In zone 3, I have a large but simple hipped roof with true 2×4 rafters, irregularly spaced with 1/2″ osb decking with asphalt shingles.  The attic is 12′ tall at the ridge (supported by purlins/braces) and is partially vented.  There are 2 gabled dormers (one on each side) with gable vents and there is 1 solar powered vent on the roof near the ridge/center.  (I understand the solar power vent is useless and I plan to get rid of it.)  There are no soffit vents and there is no ridge vent.  I can easily seal the 2 gable vents. 
There are many copper water lines, a tankless water heater, and a gas-fired furnace with ducts in the attic.  The attic floor is insulated poorly with batts. (I can remove these easily).
The roof shingles are newer so I’m not planning to add insulation on top of the roof decking.
I have no plans to finish the space in the attic; it is used for storage only although the access is great with a full set of stairs.  I can replace the gas-fired furnace (it’s about time to do this anyway) with a sealed unit.  I considered switching the system to ductless so I could just vent the attic and insulate at the attic floor but I’ve got the copper water lines and water heater up there so I think I need everything to be inside the conditioned space.
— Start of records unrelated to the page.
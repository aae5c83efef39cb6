//! Bot settings: JSON file with environment overrides.

use config::{Config, Environment, File, FileFormat};
use serde::{Deserialize, Serialize};
use std::path::Path;
use std::time::Duration;

use crate::api::allcash::ALLCASH_API_BASE;
use crate::error::ConfigError;
use crate::models::{AnalysisInterval, Instrument};
use crate::strategy::signals::SignalThresholds;

pub const DEFAULT_CONFIG_PATH: &str = "config.json";
const ENV_PREFIX: &str = "FOREXBOT";

/// Persistent bot configuration
#[derive(Debug, Clone, PartialEq, Serialize, Deserialize)]
#[serde(default)]
pub struct BotConfig {
    pub demo_mode: bool,
    pub forex_pairs: Vec<String>,
    pub analysis_interval: String,
    pub schedule_interval_minutes: u64,
    pub trade_amount: f64,
    pub take_profit_pips: u32,
    pub stop_loss_pips: u32,
    pub max_trades_per_day: u32,
    /// Informational; the provider computes RSI with its own period
    pub rsi_period: u32,
    pub rsi_overbought: f64,
    pub rsi_oversold: f64,
    pub ema_fast_period: u32,
    pub ema_slow_period: u32,
    /// Expiry sent with each order, in minutes
    pub trade_duration_minutes: u32,
    /// Pause between instruments during one analysis pass
    pub analysis_delay_ms: u64,
    pub indicator_requests_per_minute: u32,
    pub broker_base_url: String,
    pub log_level: String,
    pub log_dir: Option<String>,
    #[serde(skip_serializing_if = "Option::is_none")]
    pub api_key: Option<String>,
}

impl Default for BotConfig {
    fn default() -> Self {
        Self {
            demo_mode: true,
            forex_pairs: vec![
                "GBP/USD".to_string(),
                "USD/CHF".to_string(),
                "USD/CAD".to_string(),
            ],
            analysis_interval: "1h".to_string(),
            schedule_interval_minutes: 60,
            trade_amount: 100.0,
            take_profit_pips: 20,
            stop_loss_pips: 10,
            max_trades_per_day: 5,
            rsi_period: 14,
            rsi_overbought: 70.0,
            rsi_oversold: 30.0,
            ema_fast_period: 9,
            ema_slow_period: 21,
            trade_duration_minutes: 5,
            analysis_delay_ms: 1000,
            indicator_requests_per_minute: 30,
            broker_base_url: ALLCASH_API_BASE.to_string(),
            log_level: "info".to_string(),
            log_dir: Some("logs".to_string()),
            api_key: None,
        }
    }
}

impl BotConfig {
    /// Load settings, creating the file with defaults when it does not exist.
    ///
    /// Environment variables prefixed `FOREXBOT_` override file values
    /// (`FOREXBOT_MAX_TRADES_PER_DAY=3`, `FOREXBOT_FOREX_PAIRS=EUR/USD,USD/JPY`).
    /// A file that cannot be parsed is reported and defaults are used instead.
    pub fn load_or_init(path: impl AsRef<Path>) -> Self {
        let path = path.as_ref();

        if !path.exists() {
            tracing::info!("No settings at {}, writing defaults", path.display());
            if let Err(e) = Self::default().save(path) {
                tracing::warn!("Failed to write default settings: {}", e);
            }
        }

        match Self::load(path) {
            Ok(config) => config,
            Err(e) => {
                tracing::error!(
                    "Failed to load settings from {}: {}. Using defaults",
                    path.display(),
                    e
                );
                Self::default()
            }
        }
    }

    /// Load settings from an existing file plus environment overrides
    pub fn load(path: &Path) -> Result<Self, ConfigError> {
        let config = Config::builder()
            .add_source(File::from(path).format(FileFormat::Json).required(false))
            .add_source(
                Environment::with_prefix(ENV_PREFIX)
                    .prefix_separator("_")
                    .separator("__")
                    .list_separator(",")
                    .with_list_parse_key("forex_pairs")
                    .try_parsing(true),
            )
            .build()?;

        Ok(config.try_deserialize()?)
    }

    pub fn save(&self, path: impl AsRef<Path>) -> Result<(), ConfigError> {
        let path = path.as_ref();
        if let Some(parent) = path.parent().filter(|p| !p.as_os_str().is_empty()) {
            std::fs::create_dir_all(parent)?;
        }
        std::fs::write(path, serde_json::to_string_pretty(self)?)?;
        Ok(())
    }

    /// Store a rotated API key, leaving every other stored value as written
    pub fn update_api_key(path: impl AsRef<Path>, api_key: &str) -> Result<(), ConfigError> {
        let path = path.as_ref();

        let mut stored = match std::fs::read_to_string(path) {
            Ok(text) => serde_json::from_str::<serde_json::Value>(&text)?,
            Err(e) if e.kind() == std::io::ErrorKind::NotFound => {
                serde_json::to_value(Self::default())?
            }
            Err(e) => return Err(e.into()),
        };

        match stored.as_object_mut() {
            Some(object) => {
                object.insert("api_key".to_string(), api_key.into());
            }
            None => {
                let mut config = Self::default();
                config.api_key = Some(api_key.to_string());
                stored = serde_json::to_value(config)?;
            }
        }

        std::fs::write(path, serde_json::to_string_pretty(&stored)?)?;
        tracing::info!("API key updated in {}", path.display());
        Ok(())
    }

    pub fn interval(&self) -> AnalysisInterval {
        AnalysisInterval::parse_or_default(&self.analysis_interval)
    }

    pub fn thresholds(&self) -> SignalThresholds {
        SignalThresholds {
            rsi_oversold: self.rsi_oversold,
            rsi_overbought: self.rsi_overbought,
        }
    }

    pub fn instruments(&self) -> Vec<Instrument> {
        self.forex_pairs
            .iter()
            .map(|pair| pair.trim())
            .filter(|pair| !pair.is_empty())
            .map(Instrument::new)
            .inspect(|instrument| {
                if !instrument.is_supported_pair() {
                    tracing::warn!(
                        "{} is not a catalogued pair, using provider symbol {}",
                        instrument.id,
                        instrument.provider_symbol
                    );
                }
            })
            .collect()
    }

    /// Time between scheduled cycles, never less than one minute
    pub fn schedule_interval(&self) -> Duration {
        Duration::from_secs(self.schedule_interval_minutes.max(1) * 60)
    }

    pub fn analysis_delay(&self) -> Duration {
        Duration::from_millis(self.analysis_delay_ms)
    }
}

#[cfg(test)]
mod tests {
    use super::*;
    use serde_json::json;

    #[test]
    fn test_missing_file_writes_defaults() {
        let dir = tempfile::tempdir().unwrap();
        let path = dir.path().join("config.json");

        let config = BotConfig::load_or_init(&path);

        assert!(path.exists());
        assert_eq!(config.forex_pairs, vec!["GBP/USD", "USD/CHF", "USD/CAD"]);
        assert_eq!(config.max_trades_per_day, 5);
        assert!(config.demo_mode);
        assert_eq!(config.api_key, None);
    }

    #[test]
    fn test_partial_file_keeps_defaults_for_other_keys() {
        let dir = tempfile::tempdir().unwrap();
        let path = dir.path().join("config.json");
        std::fs::write(
            &path,
            json!({
                "forex_pairs": ["EUR/USD", "USD/JPY"],
                "max_trades_per_day": 2,
                "analysis_interval": "4h"
            })
            .to_string(),
        )
        .unwrap();

        let config = BotConfig::load_or_init(&path);

        assert_eq!(config.max_trades_per_day, 2);
        assert_eq!(config.interval(), AnalysisInterval::FourHours);
        assert_eq!(config.take_profit_pips, 20);
        assert_eq!(config.rsi_overbought, 70.0);
        let ids: Vec<_> = config.instruments().into_iter().map(|i| i.id).collect();
        assert_eq!(ids, vec!["EUR/USD", "USD/JPY"]);
    }

    #[test]
    fn test_unparseable_file_falls_back_to_defaults() {
        let dir = tempfile::tempdir().unwrap();
        let path = dir.path().join("config.json");
        std::fs::write(&path, "{ not json").unwrap();

        let config = BotConfig::load_or_init(&path);
        assert_eq!(config, BotConfig::default());
    }

    #[test]
    fn test_update_api_key_preserves_other_values() {
        let dir = tempfile::tempdir().unwrap();
        let path = dir.path().join("config.json");
        std::fs::write(
            &path,
            json!({ "trade_amount": 250.0, "api_key": "old" }).to_string(),
        )
        .unwrap();

        BotConfig::update_api_key(&path, "new").unwrap();

        let stored: serde_json::Value =
            serde_json::from_str(&std::fs::read_to_string(&path).unwrap()).unwrap();
        assert_eq!(stored["api_key"], "new");
        assert_eq!(stored["trade_amount"], 250.0);
        assert!(stored.get("max_trades_per_day").is_none());
    }

    #[test]
    fn test_save_round_trip() {
        let dir = tempfile::tempdir().unwrap();
        let path = dir.path().join("nested").join("config.json");
        let config = BotConfig {
            api_key: Some("secret".to_string()),
            stop_loss_pips: 15,
            ..BotConfig::default()
        };

        config.save(&path).unwrap();

        assert_eq!(BotConfig::load_or_init(&path), config);
    }

    #[test]
    fn test_derived_settings() {
        let config = BotConfig {
            schedule_interval_minutes: 0,
            analysis_interval: "3h".to_string(),
            forex_pairs: vec!["EUR/USD".to_string(), " ".to_string()],
            ..BotConfig::default()
        };

        assert_eq!(config.schedule_interval(), Duration::from_secs(60));
        assert_eq!(config.interval(), AnalysisInterval::OneHour);
        assert_eq!(config.instruments().len(), 1);
        assert_eq!(config.thresholds(), SignalThresholds::default());
    }
}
Does all of the above make sense? 
If so, my question is how do I seal and insulate at the roofline with the 2×4  rafters?
Install foam board under the rafters?  How many layers?  (This seams super expensive?) Fur down the rafters to make them bigger and spray foam between and under the rafters?   Open cell or closed cell or a combination?
I hesitate on installing spray foam under/between the rafters since it is a historic house with original framing.   A preservation architect recommended installing a felt layer (or house wrap) under the rafters/osb before spraying the foam but I wasn’t sure about that.  It seems foam board under the rafters would be better from a historic preservation point of view (could be undone relatively easily later).
The house is uncomfortable and inefficient for lots of reasons (old windows and doors in addition to poorly insulated, etc) and I’ve been slowly trying to tackle various issues while trying to keep true to the original architecture/materials. 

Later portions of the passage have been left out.